I’ve just written a long passage in my notes to copy and paste but when I’ve read further comments I really can’t be bothered with this thread turning into a bun fight. I know the relationship needs work, I’m working on it. I’m not the type of person to leave over things like this and yes I’ve had therapy but it’s just not in my nature to do that. This was purely about hiding the vape but I think the fact I’m unwilling to talk about other things speaks volumes as I know what the responses will be.
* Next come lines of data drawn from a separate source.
//! Attribute extraction, validation and masking for linkage requests.

use crate::models::{Action, MaskedAttributes, SourceType};
use crate::security::Pseudonymizer;
use crate::{Error, Result};
use std::collections::HashMap;

/// Forename attribute name.
pub const FORENAME: &str = "forename";
/// Second name attribute name.
pub const SECONDNAME: &str = "secondname";
/// Last name attribute name.
pub const LASTNAME: &str = "lastname";
/// Date of birth attribute name.
pub const DOB: &str = "dob";
/// Address attribute name.
pub const ADDRESS: &str = "address";
/// Gender attribute name.
pub const GENDER: &str = "gender";

/// Read-only view over a raw attribute map.
///
/// Names match case-insensitively; blank values count as absent.
#[derive(Debug, Clone, Copy)]
pub struct Attributes<'a> {
    data: Option<&'a HashMap<String, String>>,
}

impl<'a> Attributes<'a> {
    /// Validates that `data` is present and non-empty.
    ///
    /// # Errors
    ///
    /// Returns [`Error::Validation`] if the map is missing or empty.
    pub fn require(data: Option<&'a HashMap<String, String>>, action: Action) -> Result<Self> {
        match data {
            Some(data) if !data.is_empty() => Ok(Self { data: Some(data) }),
            _ => Err(Error::Validation(format!("Data is required for {action}"))),
        }
    }

    /// Wraps a map that may be missing; a missing map has no attributes.
    #[must_use]
    pub const fn optional(data: Option<&'a HashMap<String, String>>) -> Self {
        Self { data }
    }

    /// Returns a non-blank attribute value.
    #[must_use]
    pub fn get(&self, name: &str) -> Option<&'a str> {
        let data = self.data?;
        data.get(name)
            .or_else(|| {
                data.iter()
                    .find(|(key, _)| key.trim().eq_ignore_ascii_case(name))
                    .map(|(_, value)| value)
            })
            .map(String::as_str)
            .filter(|value| !value.trim().is_empty())
    }

    /// Returns the document number submitted for a source.
    #[must_use]
    pub fn document(&self, source: SourceType) -> Option<&'a str> {
        self.get(source.document_attribute())
    }

    /// Returns the raw (forename, dob) pair.
    ///
    /// # Errors
    ///
    /// Returns [`Error::Validation`] naming the first missing attribute.
    pub fn index_pair(&self, action: Action) -> Result<(&'a str, &'a str)> {
        let forename = self
            .get(FORENAME)
            .ok_or_else(|| Error::Validation(format!("{FORENAME} is required for {action}")))?;
        let dob = self
            .get(DOB)
            .ok_or_else(|| Error::Validation(format!("{DOB} is required for {action}")))?;
        Ok((forename, dob))
    }
}

/// A masked (forename, dob) index pair.
#[derive(Debug, Clone, PartialEq, Eq)]
pub struct MaskedIndex {
    /// Masked forename.
    pub forename: String,
    /// Masked date of birth.
    pub dob: String,
}

impl MaskedIndex {
    /// Masks the request's (forename, dob) pair.
    ///
    /// # Errors
    ///
    /// Returns [`Error::Validation`] if forename or dob is missing.
    pub fn from_attributes<P: Pseudonymizer + ?Sized>(
        attributes: &Attributes<'_>,
        action: Action,
        pseudonymizer: &P,
    ) -> Result<Self> {
        let (forename, dob) = attributes.index_pair(action)?;
        Ok(Self {
            forename: pseudonymizer.mask(forename),
            dob: pseudonymizer.mask(dob),
        })
    }
}

/// Masks every personal attribute of a request.
#[must_use]
pub fn mask_attributes<P: Pseudonymizer + ?Sized>(
    attributes: &Attributes<'_>,
    pseudonymizer: &P,
) -> MaskedAttributes {
    MaskedAttributes {
        forename: pseudonymizer.mask_opt(attributes.get(FORENAME)),
        secondname: pseudonymizer.mask_opt(attributes.get(SECONDNAME)),
        lastname: pseudonymizer.mask_opt(attributes.get(LASTNAME)),
        dob: pseudonymizer.mask_opt(attributes.get(DOB)),
        address: pseudonymizer.mask_opt(attributes.get(ADDRESS)),
    }
}

/// Returns the plain gender attribute, trimmed.
#[must_use]
pub fn gender(attributes: &Attributes<'_>) -> Option<String> {
    attributes.get(GENDER).map(|g| g.trim().to_string())
}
That said, thank you for the responses provided already I have definitely taken them on board, and I will be reflecting on everything over the coming days and also having a conversation with DP when the issues next arise.

"Things like this" = coercive controlling behaviour and the belief that their wants and needs trump yours. It is of course entirely your choice whether to stay in this relationship but I urge you - please don't allow this person to normalise this kind of behaviour.

I spent 13 years in a coercive controlling relationship and it destroyed my mental health and self esteem. I can't believe I stuck at it so long. Please don't be me OP. You can do so much better than this 💐

Ellie56 · 24/11/2025 11:17

Cantbloodyrememberthenameonthread · 24/11/2025 09:21

Sorry but this made me LOL 🤣🤣🤣🤣

tbh, I don’t think its worth ending a relationship over. But I’d like advice on how to address it without causing a huge row. It’s less about the vape (though I do enjoy it) and more about the bossing me about over my choices. There’s no way I’d have a say over their choices as a) they’re extremely strict on boundaries and free will and b) it’s not for me to say

It most certainly is worth ending a relationship over. You are a grown adult and this arsehole is trying to control you.